So ersuchte ein gewisser al-Abyad ibn Hammal den Propheten
Muhammad (s.), ihm eine Konzession für die Salzlagerstätte von
Ma´rib zu erteilen, und der Prophet erteilte sie ihm, oder er
beabsichtigte dieses. Da wurde ihm gesagt: 'Es verhält sich
hierbei aber wie mit dem reichlich vorhandenen Wasser.' Darauf
sagte der Prophet (s.): 'Dann erteile ich die Konzession
nicht.' Weiter im Zitat von al-Schafi´i:
Das gleiche gilt für alle Lagerstätten von offensichtlichen
Bodenschätzen, wie von Erdöl oder Teer oder Schwefel oder
Erdwachs oder von offensichtlichen Gesteinen usw., sie
gleichen sich in dieser Hinsicht, denn an diesen haben alle
Menschen, wie am Wasser und am Weideland, gleich Rechte.“
Und al-Mawardi schreibt in seinem Werk “al-Ahkam al-Sultaniya“
zum Thema der offensichtlichen Bodenschätze: „Als
offensichtlich gelten solche Bodenschätze, bei denen die darin
enthaltene Substanz deutlich hervortritt, wie Antimon, Salz,
Teer und Erdöl.
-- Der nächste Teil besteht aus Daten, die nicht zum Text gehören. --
//! Fibonacci retracement/extension levels from an ATH/ATL range.
//!
//! Everything here is pure arithmetic on `f64`. Values are never rounded before they
//! feed another computation; [`round_price`] and [`round_percentage`] exist for
//! display only.
//!
//! Both level families are framed from the high toward the low:
//!
//! ```text
//! price(r) = ath - r * (ath - atl)
//! ```
//!
//! so `r = 0` is the ATH, `r = 1` is the ATL, and extension ratios (`r > 1`) continue
//! below the historical low. Extension prices are not clamped and can be negative for
//! large ratios against a narrow range.

use serde::{Deserialize, Serialize};
use thiserror::Error;

use crate::Symbol;

/// Retracement ratios with display labels, ascending.
pub const RETRACEMENT_RATIOS: [(f64, &str); 7] = [
    (0.0, "0%"),
    (0.236, "23.6%"),
    (0.382, "38.2%"),
    (0.5, "50%"),
    (0.618, "61.8%"),
    (0.786, "78.6%"),
    (1.0, "100%"),
];

/// Extension ratios with display labels, ascending.
pub const EXTENSION_RATIOS: [(f64, &str); 4] = [
    (1.272, "127.2%"),
    (1.618, "161.8%"),
    (2.618, "261.8%"),
    (4.236, "423.6%"),
];

#[derive(Debug, Error, Clone, Copy, PartialEq)]
pub enum FibonacciError {
    #[error("invalid range: ath ({ath}) must be greater than atl ({atl})")]
    InvalidRange { ath: f64, atl: f64 },
    #[error("{field} must be a finite positive price, got {value}")]
    InvalidPrice { field: &'static str, value: f64 },
}

#[derive(Debug, Clone, Copy, PartialEq, Eq, Serialize, Deserialize)]
#[serde(rename_all = "snake_case")]
pub enum LevelKind {
    Retracement,
    Extension,
}

#[derive(Debug, Clone, PartialEq, Serialize, Deserialize)]
pub struct FibonacciLevel {
    pub level: f64,
    pub price: f64,
    pub label: String,
    #[serde(rename = "type")]
    pub kind: LevelKind,
}

#[derive(Debug, Clone, PartialEq, Serialize, Deserialize)]
pub struct FibonacciAnalysis {
    pub symbol: Symbol,
    pub ath: f64,
    pub atl: f64,
    pub current_price: f64,
    pub price_range: f64,
    /// Where the current price sits in the ATL (0) .. ATH (100) range. Values outside
    /// 0..=100 mean the price is beyond a historical extreme.
    pub position_percentage: f64,
    pub retracement_levels: Vec<FibonacciLevel>,
    pub extension_levels: Vec<FibonacciLevel>,
    pub nearest_support: Option<FibonacciLevel>,
    pub nearest_resistance: Option<FibonacciLevel>,
}

impl FibonacciAnalysis {
    pub fn is_above_ath(&self) -> bool {
        self.position_percentage > 100.0
    }

    pub fn is_below_atl(&self) -> bool {
        self.position_percentage < 0.0
    }
}

/// Run the full analysis for one asset.
pub fn analyze(
    symbol: Symbol,
    ath: f64,
    atl: f64,
    current_price: f64,
) -> Result<FibonacciAnalysis, FibonacciError> {
    validate_price("current_price", current_price)?;
    let price_range = validated_range(ath, atl)?;

    let retracement_levels =
        build_levels(ath, price_range, &RETRACEMENT_RATIOS, LevelKind::Retracement);
    let extension_levels =
        build_levels(ath, price_range, &EXTENSION_RATIOS, LevelKind::Extension);
    let (nearest_support, nearest_resistance) = nearest_levels(current_price, &retracement_levels);
    let position_percentage = position_percentage(current_price, atl, price_range);

    tracing::debug!(
        %symbol,
        position = round_percentage(position_percentage),
        support = ?nearest_support.as_ref().map(|level| round_price(level.price)),
        resistance = ?nearest_resistance.as_ref().map(|level| round_price(level.price)),
        "fibonacci analysis computed"
    );

    Ok(FibonacciAnalysis {
        symbol,
        ath,
        atl,
        current_price,
        price_range,
        position_percentage,
        retracement_levels,
        extension_levels,
        nearest_support,
        nearest_resistance,
    })
}

pub fn retracement_levels(ath: f64, atl: f64) -> Result<Vec<FibonacciLevel>, FibonacciError> {
    let price_range = validated_range(ath, atl)?;
    Ok(build_levels(ath, price_range, &RETRACEMENT_RATIOS, LevelKind::Retracement))
}

pub fn extension_levels(ath: f64, atl: f64) -> Result<Vec<FibonacciLevel>, FibonacciError> {
    let price_range = validated_range(ath, atl)?;
    Ok(build_levels(ath, price_range, &EXTENSION_RATIOS, LevelKind::Extension))
}

/// 50% level of a candle-body range.
pub fn asian_range_midpoint(body_high: f64, body_low: f64) -> Result<f64, FibonacciError> {
    validate_price("body_high", body_high)?;
    validate_price("body_low", body_low)?;
    if body_high < body_low {
        return Err(FibonacciError::InvalidRange {
            ath: body_high,
            atl: body_low,
        });
    }
    Ok((body_high + body_low) / 2.0)
}

/// Nearest retracement levels strictly below (support) and strictly above
/// (resistance) the current price.
pub fn nearest_levels(
    current_price: f64,
    levels: &[FibonacciLevel],
) -> (Option<FibonacciLevel>, Option<FibonacciLevel>) {
    let support = levels
        .iter()
        .filter(|level| level.price < current_price)
        .max_by(|a, b| a.price.total_cmp(&b.price))
        .cloned();
    let resistance = levels
        .iter()
        .filter(|level| level.price > current_price)
        .min_by(|a, b| a.price.total_cmp(&b.price))
        .cloned();
    (support, resistance)
}

pub fn round_price(value: f64) -> f64 {
    (value * 1e8).round() / 1e8
}

pub fn round_percentage(value: f64) -> f64 {
    (value * 100.0).round() / 100.0
}

fn position_percentage(current_price: f64, atl: f64, price_range: f64) -> f64 {
    (current_price - atl) / price_range * 100.0
}

fn build_levels(
    ath: f64,
    price_range: f64,
    ratios: &[(f64, &str)],
    kind: LevelKind,
) -> Vec<FibonacciLevel> {
    ratios
        .iter()
        .map(|&(ratio, label)| FibonacciLevel {
            level: ratio,
            price: ath - ratio * price_range,
            label: label.to_owned(),
            kind,
        })
        .collect()
}

fn validated_range(ath: f64, atl: f64) -> Result<f64, FibonacciError> {
    validate_price("ath", ath)?;
    validate_price("atl", atl)?;
    if ath <= atl {
        return Err(FibonacciError::InvalidRange { ath, atl });
    }
    Ok(ath - atl)
}

fn validate_price(field: &'static str, value: f64) -> Result<(), FibonacciError> {
    if value.is_finite() && value > 0.0 {
        Ok(())
    } else {
        Err(FibonacciError::InvalidPrice { field, value })
    }
}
Bei diesen verhält es sich so wie mit dem
Wasser, dessen Konzessionierung nicht zulässig ist, und an dem
alle Menschen ein gleiches Anrecht haben, so dass sich jeder
davon nehmen darf, der an der Fundstätte eintrifft ... Selbst
wenn solche offensichtliche Bodenschätze einzelnen Personen
zugeteilt werden, ist diese Konzessionierung nicht rechtlich
relevant, so dass der Konzessionär die gleichen Rechte hat,
wie jeder andere auch, und alle an der Lagerstätte
Eintreffenden daran beteiligt werden. Wenn sie aber der
Konzessionär daran hindert, dann handelt er ungesetzlich.“
Gemäß den von uns angeführten Schriften
der Rechtswissenschaft [fiqh] unterliegen also die
offensichtlichen Bodenschätze dem Prinzip des “Eigentums der
Gemeinschaft“. Hierbei unterscheidet sich das
gemeinschaftliche Eigentum von dem an den in kultiviertem
Zustand eroberten Ländereien, welche bereits besprochen wurde,
denn das gemeinschaftliche Eigentum an solchem Land entsteht
als Folge einer politischen Handlung, welche die Umma
ausführt, nämlich der Eroberung. Es wurde für keinen anderen
Zweck erobert, daher wird es zum gemeinschaftlichen Eigentum
der islamischen Umma allein. Dagegen haben auf die besagten
Bodenschätze alle Menschen ein gleiches Anrecht, was sich aus
vielen Werken der Rechtswissenschaft [fiqh] entnehmen
lässt, in denen das Wort “Mensch“ anstelle des Wortes “Muslim“
verwendet wird, wie in den Büchern “al-Mabsut“, “al-Muhadhdhab“,
“al-Wasila“, “al-Schara´ir“ und “al-Umm“. Nach Ansicht der
Verfasser dieser Werke besteht also kein Grund, die
Bodenschätze allein den Muslimen vorzubehalten, sie sind also
gemeinschaftliches Eigentum der Muslime und aller, die unter
deren Obhut leben.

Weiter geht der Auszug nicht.